Dans son alinéa 1, l’article L. 132-13 du même code dispose, quant à lui, que ''« Le capital ou la rente payables au décès du contractant à un bénéficiaire déterminé ne sont soumis ni aux règles du rapport à succession, ni à celles de la réduction pour atteinte à la réserve des héritiers du contractant. ».''
Dès lors, sur le fondement de ces dispositions, la tentation peut être grande pour le souscripteur d’un contrat d’assurance vie de s’écarter des règles de dévolution successorale dans la rédaction de sa clause bénéficiaire et ainsi gratifier des personnes qui n’auraient pas pu autrement profiter, à son décès, de tout ou partie de ses avoirs.

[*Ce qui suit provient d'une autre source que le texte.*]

use anyhow::{Context, Result};
use serde::{Deserialize, Serialize};
use std::env;
use std::io::IsTerminal;
use std::path::Path;
use std::time::Duration;

use crate::model::{ANONYMOUS, LatLng};
use crate::photo::DEFAULT_MAX_PHOTO_BYTES;
use crate::store::local::DEFAULT_KEY;

/// Directory holding project state and config.
pub const PROJECT_DIR: &str = ".roadwatch";

#[derive(Debug, Clone, Default, PartialEq, Serialize, Deserialize)]
pub struct ProjectConfig {
    #[serde(default)]
    pub storage: StorageConfig,
    #[serde(default)]
    pub map: MapConfig,
    #[serde(default)]
    pub report: ReportConfig,
    #[serde(default)]
    pub photo: PhotoConfig,
}

#[derive(Debug, Clone, PartialEq, Eq, Serialize, Deserialize)]
pub struct StorageConfig {
    #[serde(default = "default_storage_key")]
    pub key: String,
    #[serde(default = "default_lock_timeout_ms")]
    pub lock_timeout_ms: u64,
}

impl Default for StorageConfig {
    fn default() -> Self {
        Self {
            key: default_storage_key(),
            lock_timeout_ms: default_lock_timeout_ms(),
        }
    }
}

impl StorageConfig {
    #[must_use]
    pub const fn lock_timeout(&self) -> Duration {
        Duration::from_millis(self.lock_timeout_ms)
    }
}

#[derive(Debug, Clone, PartialEq, Serialize, Deserialize)]
pub struct MapConfig {
    #[serde(default = "default_center_lat")]
    pub center_lat: f64,
    #[serde(default = "default_center_lng")]
    pub center_lng: f64,
    #[serde(default = "default_zoom")]
    pub zoom: u8,
}

impl Default for MapConfig {
    fn default() -> Self {
        Self {
            center_lat: default_center_lat(),
            center_lng: default_center_lng(),
            zoom: default_zoom(),
        }
    }
}

impl MapConfig {
    /// Configured center, validated.
    pub fn center(&self) -> Result<LatLng> {
        LatLng::new(self.center_lat, self.center_lng).context("Invalid [map] center")
    }
}

#[derive(Debug, Clone, PartialEq, Eq, Serialize, Deserialize)]
pub struct ReportConfig {
    #[serde(default = "default_issue_type")]
    pub default_type: String,
    #[serde(default = "default_issue_types")]
    pub issue_types: Vec<String>,
    #[serde(default = "default_anonymous_name")]
    pub anonymous_name: String,
}

impl Default for ReportConfig {
    fn default() -> Self {
        Self {
            default_type: default_issue_type(),
            issue_types: default_issue_types(),
            anonymous_name: default_anonymous_name(),
        }
    }
}

#[derive(Debug, Clone, PartialEq, Eq, Serialize, Deserialize)]
pub struct PhotoConfig {
    #[serde(default = "default_max_photo_bytes")]
    pub max_bytes: u64,
}

impl Default for PhotoConfig {
    fn default() -> Self {
        Self {
            max_bytes: default_max_photo_bytes(),
        }
    }
}

#[derive(Debug, Clone, Default, PartialEq, Eq, Serialize, Deserialize)]
pub struct UserConfig {
    #[serde(default)]
    pub output: Option<String>,
    /// Reporter identity used when neither `--as` nor `ROADWATCH_USER` is set.
    #[serde(default)]
    pub reporter: Option<String>,
}

#[derive(Debug, Clone, PartialEq, Serialize, Deserialize)]
pub struct EffectiveConfig {
    pub project: ProjectConfig,
    pub user: UserConfig,
    pub resolved_output: String,
}

pub fn load_project_config(project_root: &Path) -> Result<ProjectConfig> {
    let path = project_root.join(PROJECT_DIR).join("config.toml");
    if !path.exists() {
        return Ok(ProjectConfig::default());
    }

    let content = std::fs::read_to_string(&path)
        .with_context(|| format!("Failed to read {}", path.display()))?;

    toml::from_str::<ProjectConfig>(&content)
        .with_context(|| format!("Failed to parse {}", path.display()))
}

pub fn load_user_config() -> Result<UserConfig> {
    let Some(config_dir) = dirs::config_dir() else {
        return Ok(UserConfig::default());
    };

    let path = config_dir.join("roadwatch/config.toml");
    if !path.exists() {
        return Ok(UserConfig::default());
    }

    let content = std::fs::read_to_string(&path)
        .with_context(|| format!("Failed to read {}", path.display()))?;

    toml::from_str::<UserConfig>(&content)
        .with_context(|| format!("Failed to parse {}", path.display()))
}

/// Render a config as the TOML written by `rw init`.
pub fn render_project_config(config: &ProjectConfig) -> Result<String> {
    toml::to_string_pretty(config).context("Failed to serialize project config")
}

pub fn resolve_config(project_root: &Path, cli_json: bool) -> Result<EffectiveConfig> {
    let project = load_project_config(project_root)?;
    let user = load_user_config()?;

    let env_format = env::var("FORMAT").ok();
    let resolved_output = resolve_output(cli_json, user.output.clone(), env_format);

    Ok(EffectiveConfig {
        project,
        user,
        resolved_output,
    })
}

fn normalize_output_mode(raw: &str) -> Option<&'static str> {
    match raw.trim().to_ascii_lowercase().as_str() {
        "pretty" | "human" => Some("pretty"),
        "text" | "plain" => Some("text"),
        "json" => Some("json"),
        _ => None,
    }
}

fn resolve_output(cli_json: bool, user_output: Option<String>, env_format: Option<String>) -> String {
    if cli_json {
        return "json".to_string();
    }

    if let Some(mode) = env_format.as_deref().and_then(normalize_output_mode) {
        return mode.to_string();
    }

    if let Some(mode) = user_output.as_deref().and_then(normalize_output_mode) {
        return mode.to_string();
    }

    if std::io::stdout().is_terminal() {
        "pretty".to_string()
    } else {
        "text".to_string()
    }
}

fn default_storage_key() -> String {
    DEFAULT_KEY.to_string()
}

const fn default_lock_timeout_ms() -> u64 {
    5_000
}

const fn default_center_lat() -> f64 {
    19.0896
}

const fn default_center_lng() -> f64 {
    72.8656
}

const fn default_zoom() -> u8 {
    11
}

fn default_issue_type() -> String {
    "Accident".to_string()
}

fn default_issue_types() -> Vec<String> {
    ["Accident", "Pothole", "Waterlogging", "Broken Streetlight", "Other"]
        .into_iter()
        .map(String::from)
        .collect()
}

fn default_anonymous_name() -> String {
    ANONYMOUS.to_string()
}

const fn default_max_photo_bytes() -> u64 {
    DEFAULT_MAX_PHOTO_BYTES
}
//! Shared output layer for pretty/text/JSON parity across all CLI commands.
//!
//! Every command handler receives an [`OutputMode`] and formats its output
//! accordingly: pretty output for humans, compact rows for pipes, or stable
//! JSON.
//!
//! # Output mode resolution
//!
//! Precedence (highest wins):
//! 1. `--format` / `--json` flag
//! 2. `FORMAT` env var, then `output` in the user config
//! 3. Default: [`OutputMode::Pretty`] if stdout is a TTY; [`OutputMode::Text`] if piped.

use clap::ValueEnum;
use roadwatch_core::error::ErrorCode;
use serde::Serialize;
use std::io::{self, Write};

/// Shared width for human pretty separators.
pub const PRETTY_RULE_WIDTH: usize = 72;

pub fn pretty_rule(w: &mut dyn Write) -> io::Result<()> {
    writeln!(w, "{:-<width$}", "", width = PRETTY_RULE_WIDTH)
}

/// Write a section heading followed by a separator.
pub fn pretty_section(w: &mut dyn Write, heading: &str) -> io::Result<()> {
    writeln!(w, "{heading}")?;
    pretty_rule(w)
}

/// Render a left-aligned key/value line in human output.
pub fn pretty_kv(w: &mut dyn Write, key: &str, value: impl AsRef<str>) -> io::Result<()> {
    writeln!(w, "{:<12} {}", format!("{key}:"), value.as_ref())
}

#[derive(Debug, Clone, Copy, PartialEq, Eq, ValueEnum)]
pub enum OutputMode {
    /// Human-optimized output with sections and labels.
    Pretty,
    /// One tab-separated row per result.
    Text,
    /// Machine-readable JSON.
    Json,
}

impl OutputMode {
    pub const fn is_json(self) -> bool {
        matches!(self, Self::Json)
    }

    /// Map a mode name already resolved by `roadwatch_core::config`.
    pub fn from_resolved(raw: &str) -> Self {
        match raw {
            "json" => Self::Json,
            "text" => Self::Text,
            _ => Self::Pretty,
        }
    }
}

/// A CLI result type that can be rendered in all modes.
pub trait Renderable {
    fn render_human(&self, w: &mut dyn Write) -> io::Result<()>;

    /// Serialize a self-contained JSON object.
    fn render_json(&self, w: &mut dyn Write) -> io::Result<()>;

    /// A single text row, fields in [`Renderable::table_headers`] order.
    fn render_table(&self, w: &mut dyn Write) -> io::Result<()>;

    fn table_headers() -> &'static [&'static str]
    where
        Self: Sized,
    {
        &[]
    }
}

/// Render a single [`Renderable`] item to stdout.
pub fn render_item<R: Renderable>(item: &R, mode: OutputMode) -> io::Result<()> {
    let stdout = io::stdout();
    let mut out = stdout.lock();
    match mode {
        OutputMode::Pretty => item.render_human(&mut out),
        OutputMode::Text => item.render_table(&mut out),
        OutputMode::Json => item.render_json(&mut out),
    }
}

/// Render a list of [`Renderable`] items to stdout.
///
/// JSON mode wraps the items in an array; text mode prints a header row
/// when there is at least one item.
pub fn render_list<R: Renderable>(items: &[R], mode: OutputMode) -> io::Result<()> {
    let stdout = io::stdout();
    let mut out = stdout.lock();
    write_list(items, mode, &mut out)
}

fn write_list<R: Renderable>(items: &[R], mode: OutputMode, out: &mut dyn Write) -> io::Result<()> {
    match mode {
        OutputMode::Pretty => {
            if items.is_empty() {
                writeln!(out, "No issues.")?;
            }
            for item in items {
                item.render_human(out)?;
            }
        }
        OutputMode::Text => {
            if !items.is_empty() {
                let headers = R::table_headers();
                if !headers.is_empty() {
                    writeln!(out, "{}", headers.join("\t"))?;
                }
            }
            for item in items {
                item.render_table(out)?;
            }
        }
        OutputMode::Json => {
            write!(out, "[")?;
            for (i, item) in items.iter().enumerate() {
                if i > 0 {
                    write!(out, ",")?;
                }
                writeln!(out)?;
                let mut buf = Vec::new();
                item.render_json(&mut buf)?;
                if buf.last() == Some(&b'\n') {
                    buf.pop();
                }
                out.write_all(&buf)?;
            }
            writeln!(out, "\n]")?;
        }
    }
    Ok(())
}

/// Render a serializable value; `human_fn` covers pretty and text modes.
pub fn render<T: Serialize>(
    mode: OutputMode,
    value: &T,
    human_fn: impl FnOnce(&T, &mut dyn Write) -> io::Result<()>,
) -> anyhow::Result<()> {
    let stdout = io::stdout();
    let mut out = stdout.lock();
    match mode {
        OutputMode::Json => {
            serde_json::to_writer_pretty(&mut out, value)?;
            writeln!(out)?;
        }
        OutputMode::Pretty | OutputMode::Text => human_fn(value, &mut out)?,
    }
    Ok(())
}

/// A structured error with optional suggestion and error code.
#[derive(Debug, Serialize)]
pub struct CliError {
    pub message: String,
    #[serde(skip_serializing_if = "Option::is_none")]
    pub suggestion: Option<String>,
    /// Stable `E####` code.
    #[serde(skip_serializing_if = "Option::is_none")]
    pub error_code: Option<String>,
}

impl CliError {
    pub fn new(message: impl Into<String>) -> Self {
        Self {
            message: message.into(),
            suggestion: None,
            error_code: None,
        }
    }

    pub fn with_code(message: impl Into<String>, code: ErrorCode) -> Self {
        Self {
            message: message.into(),
            suggestion: code.hint().map(str::to_string),
            error_code: Some(code.code().to_string()),
        }
    }
}

/// Render an error to stderr in the requested format.
pub fn render_error(mode: OutputMode, error: &CliError) -> anyhow::Result<()> {
    let stderr = io::stderr();
    let mut out = stderr.lock();
    match mode {
        OutputMode::Json => {
            let wrapper = serde_json::json!({ "error": error });
            serde_json::to_writer_pretty(&mut out, &wrapper)?;
            writeln!(out)?;
        }
        OutputMode::Pretty | OutputMode::Text => {
            match &error.error_code {
                Some(code) => writeln!(out, "error[{code}]: {}", error.message)?,
                None => writeln!(out, "error: {}", error.message)?,
            }
            if let Some(suggestion) = &error.suggestion {
                writeln!(out, "  suggestion: {suggestion}")?;
            }
        }
    }
    Ok(())
}

#[cfg(test)]
mod tests {
    use super::*;

    struct Row(&'static str);

    impl Renderable for Row {
        fn render_human(&self, w: &mut dyn Write) -> io::Result<()> {
            pretty_kv(w, "Row", self.0)
        }

        fn render_json(&self, w: &mut dyn Write) -> io::Result<()> {
            writeln!(w, "{{\"row\":\"{}\"}}", self.0)
        }

        fn render_table(&self, w: &mut dyn Write) -> io::Result<()> {
            writeln!(w, "{}", self.0)
        }

        fn table_headers() -> &'static [&'static str] {
            &["ROW"]
        }
    }

    fn list(items: &[Row], mode: OutputMode) -> String {
        let mut buf = Vec::new();
        write_list(items, mode, &mut buf).unwrap();
        String::from_utf8(buf).unwrap()
    }

    #[test]
    fn resolved_names_map_to_modes() {
        assert_eq!(OutputMode::from_resolved("json"), OutputMode::Json);
        assert_eq!(OutputMode::from_resolved("text"), OutputMode::Text);
        assert_eq!(OutputMode::from_resolved("pretty"), OutputMode::Pretty);
        assert!(OutputMode::Json.is_json());
    }

    #[test]
    fn json_list_is_a_valid_array() {
        let out = list(&[Row("a"), Row("b")], OutputMode::Json);
        let value: serde_json::Value = serde_json::from_str(&out).unwrap();
        assert_eq!(value.as_array().unwrap().len(), 2);

        let empty: serde_json::Value =
            serde_json::from_str(&list(&[], OutputMode::Json)).unwrap();
        assert!(empty.as_array().unwrap().is_empty());
    }

    #[test]
    fn text_list_has_header_only_when_non_empty() {
        assert_eq!(list(&[Row("a")], OutputMode::Text), "ROW\na\n");
        assert_eq!(list(&[], OutputMode::Text), "");
    }

    #[test]
    fn coded_errors_carry_hint() {
        let err = CliError::with_code("nope", ErrorCode::NotInitialized);
        assert_eq!(err.error_code.as_deref(), Some("E1001"));
        assert!(err.suggestion.unwrap().contains("rw init"));
        assert!(CliError::new("plain").suggestion.is_none());
    }
}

Le législateur a toutefois instauré une limite à la liberté accordée au souscripteur d’un contrat d’assurance vie en précisant que les règles énoncées plus haut ''ne s'appliquent pas non plus aux sommes versées par le contractant à titre de primes, à moins que celles-ci n'aient été manifestement exagérées eu égard à ses facultés '' ([http://www.legifrance.gouv.fr/affichCode.do;jsessionid=49571D8517224208464253C976CB222A.tpdjo17v_3?idSectionTA=LEGISCTA000006174038&cidTexte=LEGITEXT000006073984&dateTexte=20140424 C. ass., art. L. 132-13, al. 2]).
En raison du régime propre à l’assurance vie, les héritiers lésés disposent donc de ce moyen d’action pour faire valoir leurs droits auprès des tribunaux. A défaut de précision législative sur les contours de cette règle, c’est à la jurisprudence qu’est revenu le soin d’apporter les réponses nécessaires.